Fast forward to 2012.  The scenario that the Bush campaign thought it was facing is exactly the one Romney confronts: he may win the popular vote, but the bets are that he will lose the electoral vote.  (Of course, Obama may still win the popular vote, particularly given his incremental rise in the national polls this past week.)
 
So will Romney's campaign try to claim that the Electoral College system set up by the Constitution is "un-democratic," as the Bush 2000 campaign was planning to do?  Probably not, given the precedent of Bush having the Supreme Court vote him in as president by allowing him to capture the Florida electoral vote, while he lost by hundreds of thousands of votes to Gore nationally.
 
But remember, Republicans don't let their own precedents get in the way of bullying their way into office.  In any case, if Obama were to win electorally and lose the national vote, watch out for a Tea Party rebellion, because double standards are their claim to fame.
 
Meanwhile, George W. Bush – whose two terms in office brought America to economic ruin and instigated two failed wars – was recently off in the Cayman Islands speaking strictly off the record on offshore banking and investment.
 
According to Tom Robberson of the Dallas Morning News editorial department: 
 
So why would George W. Bush, less than a week before the presidential election, go to the Caymans and give a top secret speech to selected audience members who, according to The Associated Press, were “forbidden” to discuss any of the contents of that discussion? Forbidden. Not, “we strongly discourage you from discussing this speech outside this room,” but “you are forbidden from discussing this.”
 
And what insights would Bush have about the Cayman Islands and secret offshore investing that he would garner so much attention from the likes of KPMG (the tax-shelter company that paid a $456 million penalty for criminal tax fraud during the Bush administration), Deutsche Bank (which this year paid $202.3 million in damages and penalties for falsely certifying loans to qualify for federal insurance) and billionaire Richard Branson (who hasn’t really done anything wrong, but maybe he’s thinking about it)?

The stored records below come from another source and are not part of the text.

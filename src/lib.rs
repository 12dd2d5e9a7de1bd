//! cloudmask: A Fast, Modular Sentinel-2 Cloud and Shadow Mask Generator
//!
//! This library detects clouds and their cast shadows in Sentinel-2 surface
//! reflectance scenes and produces per-pixel boolean masks for excluding
//! contaminated pixels from downstream analysis.
//!
//! Detection combines three deterministic methods:
//! - a continuous cloud-likelihood score from band algebra (six rescaled
//!   spectral tests combined by a per-pixel minimum),
//! - the authoritative cloud flag decoded bit-exactly from the packed
//!   QA60 quality band,
//! - geometric shadow casting of the cloud mask along the solar ray at
//!   several hypothesized cloud-base heights, gated by a spectral
//!   darkness test.
//!
//! The crate assumes its input has already been band-renamed and scaled
//! to reflectance in [0, 1]; acquisition, catalog filtering, rendering,
//! and export are out of scope.

pub mod types;
pub mod core;

// Re-export main types and functions for easier access
pub use types::{
    Band, BandData, MaskData, MaskError, MaskResult, QaData, Scene, SceneMetadata, ScoreData,
};

pub use core::{
    CloudIndicator, CloudScoreParams, CloudScorer, CloudShadowDetector, DetectorParams,
    SceneMasks, ShadowParams, ShadowProjector,
};
//! Decoding of the packed Sentinel-2 QA60 quality band
//!
//! QA60 encodes per-pixel conditions as individual bits. Bit 10 flags
//! opaque clouds and bit 11 flags cirrus; a pixel is clear iff both bits
//! are zero. The decode must stay bit-exact: any deviation from the
//! two-bit test silently changes classification.

use crate::types::{MaskData, QaData};
use std::collections::HashMap;

/// QA60 bit position for opaque clouds.
pub const QA_CLOUD_BIT: u8 = 10;

/// QA60 bit position for cirrus.
pub const QA_CIRRUS_BIT: u8 = 11;

/// Decode a single bit of the QA band into a boolean raster:
/// `(value >> bit) & 1 == 1`.
pub fn decode_flag(qa: &QaData, bit: u8) -> MaskData {
    qa.mapv(|v| (v >> bit) & 1 == 1)
}

/// Decode several named flags in one pass.
///
/// Returns one boolean raster per (name, bit) pair.
pub fn decode_flags(qa: &QaData, flags: &[(&str, u8)]) -> HashMap<String, MaskData> {
    flags
        .iter()
        .map(|&(name, bit)| (name.to_string(), decode_flag(qa, bit)))
        .collect()
}

/// Authoritative cloud flag from QA60: opaque cloud OR cirrus.
pub fn qa_cloud_mask(qa: &QaData) -> MaskData {
    qa.mapv(|v| (v >> QA_CLOUD_BIT) & 1 == 1 || (v >> QA_CIRRUS_BIT) & 1 == 1)
}

/// Clear-sky flag: negation of [`qa_cloud_mask`] (both bits zero).
pub fn qa_clear_mask(qa: &QaData) -> MaskData {
    qa.mapv(|v| (v >> QA_CLOUD_BIT) & 1 == 0 && (v >> QA_CIRRUS_BIT) & 1 == 0)
}

#[cfg(test)]
mod tests {
    use super::*;
    use ndarray::array;

    #[test]
    fn test_cloud_bits_exhaustive() {
        // All four combinations of bits 10 and 11.
        let qa = array![[
            0_u16,              // neither
            1 << 10,            // opaque cloud only
            1 << 11,            // cirrus only
            (1 << 10) | (1 << 11), // both
        ]];

        let cloud = qa_cloud_mask(&qa);
        assert!(!cloud[[0, 0]]);
        assert!(cloud[[0, 1]]);
        assert!(cloud[[0, 2]]);
        assert!(cloud[[0, 3]]);

        let clear = qa_clear_mask(&qa);
        assert!(clear[[0, 0]]);
        assert!(!clear[[0, 1]]);
        assert!(!clear[[0, 2]]);
        assert!(!clear[[0, 3]]);
    }

    #[test]
    fn test_other_bits_ignored() {
        // Low bits and bit 12 must not leak into the cloud flag.
        let qa = array![[0b0000_0011_1111_1111_u16, 1 << 12]];
        let cloud = qa_cloud_mask(&qa);
        assert!(!cloud[[0, 0]]);
        assert!(!cloud[[0, 1]]);
    }

    #[test]
    fn test_decode_flag() {
        let qa = array![[0b100_u16, 0b010]];
        let flag = decode_flag(&qa, 2);
        assert!(flag[[0, 0]]);
        assert!(!flag[[0, 1]]);
    }

    #[test]
    fn test_decode_flags_named() {
        let qa = array![[(1 << 10) as u16]];
        let flags = decode_flags(&qa, &[("cloud", QA_CLOUD_BIT), ("cirrus", QA_CIRRUS_BIT)]);

        assert!(flags["cloud"][[0, 0]]);
        assert!(!flags["cirrus"][[0, 0]]);
    }
}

And why the need for so much secrecy that participants were not allowed even to say what the speech was about?
 
Whatever the answers, this Cayman Islands caper serves as a timely reminder from our last Republican president why Americans should be highly suspicious of the current Republican contender for president. Anyone who hides his money (Romney) — and/or his words (Bush) — behind a wall of secrecy in the Caribbean is up to something suspicious.
 
But maybe Bush, who has been exiled from Romney's campaign, will return to the United States in time to advise Mitt on how to get the lease to the White House even when losing the election (should that scenario occur).